The Organization of the Petroleum Exporting Countries has slightly revised its oil demand growth projection for 2025, trimming it to 1.3 million barrels per day from its earlier forecast of 1.4 million bpd.
This adjustment, highlighted in the OPEC Monthly Oil Market Report for April and cited by Reuters, marks a 150,000 bpd decline from last month’s figures.
The revision comes amid increasing global economic uncertainties, notably spurred by U.S. trade policies.
The price of OPEC’s basket of twelve crude oils dropped to $66.25 a barrel on Monday, down from $70.85 the previous Friday, as calculated by the OPEC Secretariat.
The recent trade tensions, driven largely by United States President, Donald Trump’s imposition of sweeping tariffs, including those affecting Nigerian exports, have dampened economic optimism.
Although the tariff regime has been temporarily suspended for 90 days, it has already ignited a trade war, driving up consumer prices, weakening living standards, slowing manufacturing, and disrupting international trade flows.
OPEC, in its report, also lowered its global economic growth forecast for 2024 from 3.1% to 3.0%, and for 2025 from 3.2% to 3.1%.
“The global economy showed a steady growth trend at the beginning of the year; however, recent trade-related dynamics have introduced higher uncertainty to the short-term global economic growth outlook,” the report noted.
Despite the downward revisions, OPEC’s demand outlook remains on the more optimistic side compared to other industry projections.
Unlike the International Energy Agency, which predicts oil demand will peak this decade due to a shift toward cleaner energy sources, OPEC maintains that demand will continue to rise for years. The IEA is expected to update its forecast on Tuesday.

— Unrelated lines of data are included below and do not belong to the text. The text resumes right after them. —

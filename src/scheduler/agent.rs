use std::collections::HashMap;
use std::time::Instant;

use crate::config::AgentEntry;
use crate::store::JobId;

/// Special behaviour flags an agent type may carry.
#[derive(Debug, Clone, Copy, Default, PartialEq, Eq)]
pub struct SpecialFlags {
    /// Only one instance of any agent may run system-wide while this
    /// type executes.
    pub exclusive: bool,
    /// Completion of this type's jobs is not mailed out.
    pub no_email: bool,
    /// Exempt from forced-termination sweeps.
    pub no_kill: bool,
    /// Must run on the local host only.
    pub local_only: bool,
}

impl SpecialFlags {
    pub fn parse(flags: &[String]) -> Self {
        let mut out = Self::default();
        for flag in flags {
            match flag.as_str() {
                "EXCLUSIVE" => out.exclusive = true,
                "NOEMAIL" => out.no_email = true,
                "NOKILL" => out.no_kill = true,
                "LOCAL" => out.local_only = true,
                // config validation rejects anything else
                _ => {}
            }
        }
        out
    }
}

/// Template describing how to run one class of worker.
#[derive(Debug, Clone)]
pub struct MetaAgent {
    pub name: String,
    pub command: String,
    pub max_run: u32,
    pub running: u32,
    pub special: SpecialFlags,
}

impl MetaAgent {
    pub fn from_entry(name: &str, entry: &AgentEntry) -> Self {
        Self {
            name: name.to_string(),
            command: entry.command.clone(),
            max_run: entry.max,
            running: 0,
            special: SpecialFlags::parse(&entry.special),
        }
    }

    pub fn at_limit(&self) -> bool {
        self.running >= self.max_run
    }
}

#[derive(Debug, Clone, Copy, PartialEq, Eq)]
pub enum InstanceState {
    Starting,
    Running,
    Paused,
    Closing,
    Failed,
    Completed,
}

impl std::fmt::Display for InstanceState {
    fn fmt(&self, f: &mut std::fmt::Formatter<'_>) -> std::fmt::Result {
        match self {
            InstanceState::Starting => write!(f, "starting"),
            InstanceState::Running => write!(f, "running"),
            InstanceState::Paused => write!(f, "paused"),
            InstanceState::Closing => write!(f, "closing"),
            InstanceState::Failed => write!(f, "failed"),
            InstanceState::Completed => write!(f, "completed"),
        }
    }
}

/// A live worker process bound to a job and host.
///
/// The agent/host are held by name: a configuration reload may replace
/// the registries underneath a running instance, which then keeps its
/// last-known binding until it is reaped.
#[derive(Debug, Clone)]
pub struct AgentInstance {
    pub pid: u32,
    pub agent: String,
    pub job: JobId,
    pub host: String,
    pub state: InstanceState,
    pub last_activity: Instant,
}

impl AgentInstance {
    pub fn new(pid: u32, agent: &str, job: JobId, host: &str) -> Self {
        Self {
            pid,
            agent: agent.to_string(),
            job,
            host: host.to_string(),
            state: InstanceState::Starting,
            last_activity: Instant::now(),
        }
    }

    pub fn touch(&mut self) {
        self.last_activity = Instant::now();
    }

    pub fn silent_for(&self) -> std::time::Duration {
        self.last_activity.elapsed()
    }
}

/// Agent types keyed by name and live instances keyed by pid.
#[derive(Debug, Default)]
pub struct AgentRegistry {
    metas: HashMap<String, MetaAgent>,
    instances: HashMap<u32, AgentInstance>,
}

impl AgentRegistry {
    pub fn new() -> Self {
        Self::default()
    }

    /// Register or replace an agent type. Replacement resets its running
    /// count; live instances are untouched.
    pub fn insert_meta(&mut self, meta: MetaAgent) {
        self.metas.insert(meta.name.clone(), meta);
    }

    pub fn meta(&self, name: &str) -> Option<&MetaAgent> {
        self.metas.get(name)
    }

    pub fn meta_mut(&mut self, name: &str) -> Option<&mut MetaAgent> {
        self.metas.get_mut(name)
    }

    pub fn meta_names(&self) -> Vec<&str> {
        let mut names: Vec<&str> = self.metas.keys().map(String::as_str).collect();
        names.sort_unstable();
        names
    }

    pub fn metas(&self) -> impl Iterator<Item = &MetaAgent> {
        self.metas.values()
    }

    /// Cleared before a reload. Instances survive; they are owned by
    /// still-running processes.
    pub fn clear_metas(&mut self) {
        self.metas.clear();
    }

    pub fn register_instance(&mut self, instance: AgentInstance) {
        self.instances.insert(instance.pid, instance);
    }

    pub fn instance(&self, pid: u32) -> Option<&AgentInstance> {
        self.instances.get(&pid)
    }

    pub fn instance_mut(&mut self, pid: u32) -> Option<&mut AgentInstance> {
        self.instances.get_mut(&pid)
    }

    /// Remove the instance the moment its process is reaped.
    pub fn remove_instance(&mut self, pid: u32) -> Option<AgentInstance> {
        self.instances.remove(&pid)
    }

    pub fn instances(&self) -> impl Iterator<Item = &AgentInstance> {
        self.instances.values()
    }

    pub fn instances_mut(&mut self) -> impl Iterator<Item = &mut AgentInstance> {
        self.instances.values_mut()
    }

    pub fn instance_count(&self) -> usize {
        self.instances.len()
    }

    pub fn instance_for_job(&self, job: JobId) -> Option<&AgentInstance> {
        self.instances.values().find(|i| i.job == job)
    }
}

#[cfg(test)]
mod tests {
    use super::*;

    #[test]
    fn parses_special_flags() {
        let flags = SpecialFlags::parse(&[
            "EXCLUSIVE".to_string(),
            "NOKILL".to_string(),
        ]);
        assert!(flags.exclusive);
        assert!(flags.no_kill);
        assert!(!flags.no_email);
        assert!(!flags.local_only);
    }

    #[test]
    fn meta_limit_check() {
        let mut meta = MetaAgent {
            name: "ojo".into(),
            command: "ojo".into(),
            max_run: 2,
            running: 0,
            special: SpecialFlags::default(),
        };
        assert!(!meta.at_limit());
        meta.running = 2;
        assert!(meta.at_limit());
    }

    #[test]
    fn instances_survive_meta_clear() {
        let mut reg = AgentRegistry::new();
        reg.insert_meta(MetaAgent {
            name: "ojo".into(),
            command: "ojo".into(),
            max_run: 1,
            running: 1,
            special: SpecialFlags::default(),
        });
        reg.register_instance(AgentInstance::new(100, "ojo", 1, "local"));

        reg.clear_metas();
        assert!(reg.meta("ojo").is_none());
        assert_eq!(reg.instance_count(), 1);
        assert_eq!(reg.instance(100).unwrap().agent, "ojo");
    }

    #[test]
    fn remove_instance_by_pid() {
        let mut reg = AgentRegistry::new();
        reg.register_instance(AgentInstance::new(100, "ojo", 1, "local"));
        assert!(reg.remove_instance(100).is_some());
        assert!(reg.remove_instance(100).is_none());
    }

    #[test]
    fn finds_instance_for_job() {
        let mut reg = AgentRegistry::new();
        reg.register_instance(AgentInstance::new(100, "ojo", 7, "local"));
        reg.register_instance(AgentInstance::new(101, "ojo", 8, "local"));
        assert_eq!(reg.instance_for_job(8).unwrap().pid, 101);
        assert!(reg.instance_for_job(9).is_none());
    }
}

Following the release of the report, oil prices held their gains with Brent crude hovering near $66 a barrel, buoyed by U.S. tariff exemptions. However, prices have still declined more than 10% this month.
In terms of supply, OPEC+ crude production dipped in March by 37,000 bpd to a total of 41.02 million bpd, driven partly by output cuts in Nigeria and Iraq.

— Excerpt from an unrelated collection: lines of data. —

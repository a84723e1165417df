//! The scheduling algorithm, run after every event.
//!
//! [`tick`] is pure policy over [`SchedulerState`]: it picks at most one
//! job to admit, decides where it runs, and reports what should happen
//! as [`Decision`]s. Spawning, store reporting and process signalling
//! are carried out by the daemon, so the policy stays cheap and testable.

use tracing::debug;

use crate::config::LOCAL_HOST;
use crate::scheduler::{HeldJob, SchedulerState};
use crate::store::JobId;

/// An effect the daemon must carry out after a tick.
#[derive(Debug, Clone, PartialEq, Eq)]
pub enum Decision {
    /// Startup gate fired: ask the store for pending work.
    RefreshJobs,
    /// Close condition met: terminate the event loop.
    Terminate,
    /// Spawn a worker for the job on the named host.
    Launch { job: JobId, host: String },
    /// Permanent rejection; mark the job failed, no retry.
    FailJob { job: JobId, reason: String },
}

/// One scheduling pass. Invoked after every event, so it must stay light.
pub fn tick(state: &mut SchedulerState) -> Vec<Decision> {
    let mut out = Vec::new();
    let n_instances = state.agents.instance_count();
    let n_running = state.jobs.running();

    // Startup gate: an idle, freshly (re)configured scheduler asks the
    // store what work already exists.
    if state.startup && n_instances == 0 {
        state.startup = false;
        out.push(Decision::RefreshJobs);
    }

    if state.closing && n_instances == 0 && n_running == 0 {
        out.push(Decision::Terminate);
        return out;
    }

    // Release the exclusive lockout once everything has drained.
    if state.lockout && n_instances == 0 && n_running == 0 {
        debug!("exclusive lockout released");
        state.lockout = false;
    }

    if state.held.is_none() && !state.lockout && !state.closing && !state.paused {
        admit_one(state, &mut out);
    }

    // Deferred exclusive launch: the held job starts only once it would
    // be the only thing running.
    if let Some(held) = state.held.take() {
        if !state.closing && state.agents.instance_count() == 0 && state.jobs.running() == 0 {
            debug!(job = held.job, host = %held.host, "launching held exclusive job");
            state.lockout = true;
            out.push(Decision::Launch {
                job: held.job,
                host: held.host,
            });
        } else {
            state.held = Some(held);
        }
    }

    out
}

/// Admission: pull at most one job off the front of the queue. Capacity
/// blocks leave the head in place for the next tick; mis-specified jobs
/// are failed permanently and the next head is considered.
fn admit_one(state: &mut SchedulerState, out: &mut Vec<Decision>) {
    loop {
        let Some(job) = state.jobs.peek_pending() else {
            return;
        };
        let job_id = job.id;

        let Some(meta) = state.agents.meta(&job.agent) else {
            let reason = format!("agent type {} is not configured", job.agent);
            state.jobs.pop_pending();
            out.push(Decision::FailJob {
                job: job_id,
                reason,
            });
            continue;
        };

        if meta.at_limit() {
            debug!(
                job = job_id,
                agent = %meta.name,
                "held back, agent type at max run limit"
            );
            return;
        }

        let host = if meta.special.local_only {
            match state.hosts.get(LOCAL_HOST) {
                Some(h) if h.has_capacity() => LOCAL_HOST.to_string(),
                _ => return,
            }
        } else if let Some(required) = job.required_host.clone() {
            match state.hosts.get(&required) {
                None => {
                    let reason = format!("required host {} not in the host list", required);
                    state.jobs.pop_pending();
                    out.push(Decision::FailJob {
                        job: job_id,
                        reason,
                    });
                    continue;
                }
                Some(h) if h.has_capacity() => required,
                Some(_) => return,
            }
        } else {
            match state.hosts.next_available() {
                Some(h) => h,
                None => return,
            }
        };

        state.jobs.pop_pending();
        if meta.special.exclusive {
            debug!(job = job_id, "exclusive job, postponing launch");
            state.held = Some(HeldJob { job: job_id, host });
        } else {
            out.push(Decision::Launch { job: job_id, host });
        }
        return;
    }
}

Although the group plans to increase production in both April and May, Kazakhstan again breached its OPEC+ target, boosting output in March by 37,000 bpd to 1.852 million bpd—well above its January-March quota of 1.468 million bpd.
Kazakhstan’s energy ministry acknowledged the excess in output but pledged to meet its quota in April and compensate for the overproduction, according to the Interfax news agency.
A source told Reuters that Kazakhstan’s oil production declined in the first half of April compared to March, though it remained above its agreed limit.
This development comes after eight OPEC+ member countries—Saudi Arabia, Russia, Iraq, the UAE, Kuwait, Kazakhstan, Algeria, and Oman, held a virtual meeting on April 3, 2025, to assess the market outlook. The group agreed to a combined production adjustment of 411,000 bpd in May 2025, incorporating three months’ worth of planned increments.
OPEC+ indicated that the planned increases could be paused or reversed depending on market developments. The measure also allows participating countries to accelerate their compensation for previous overproduction.
The eight countries are expected to reconvene on May 5 to determine output levels for June.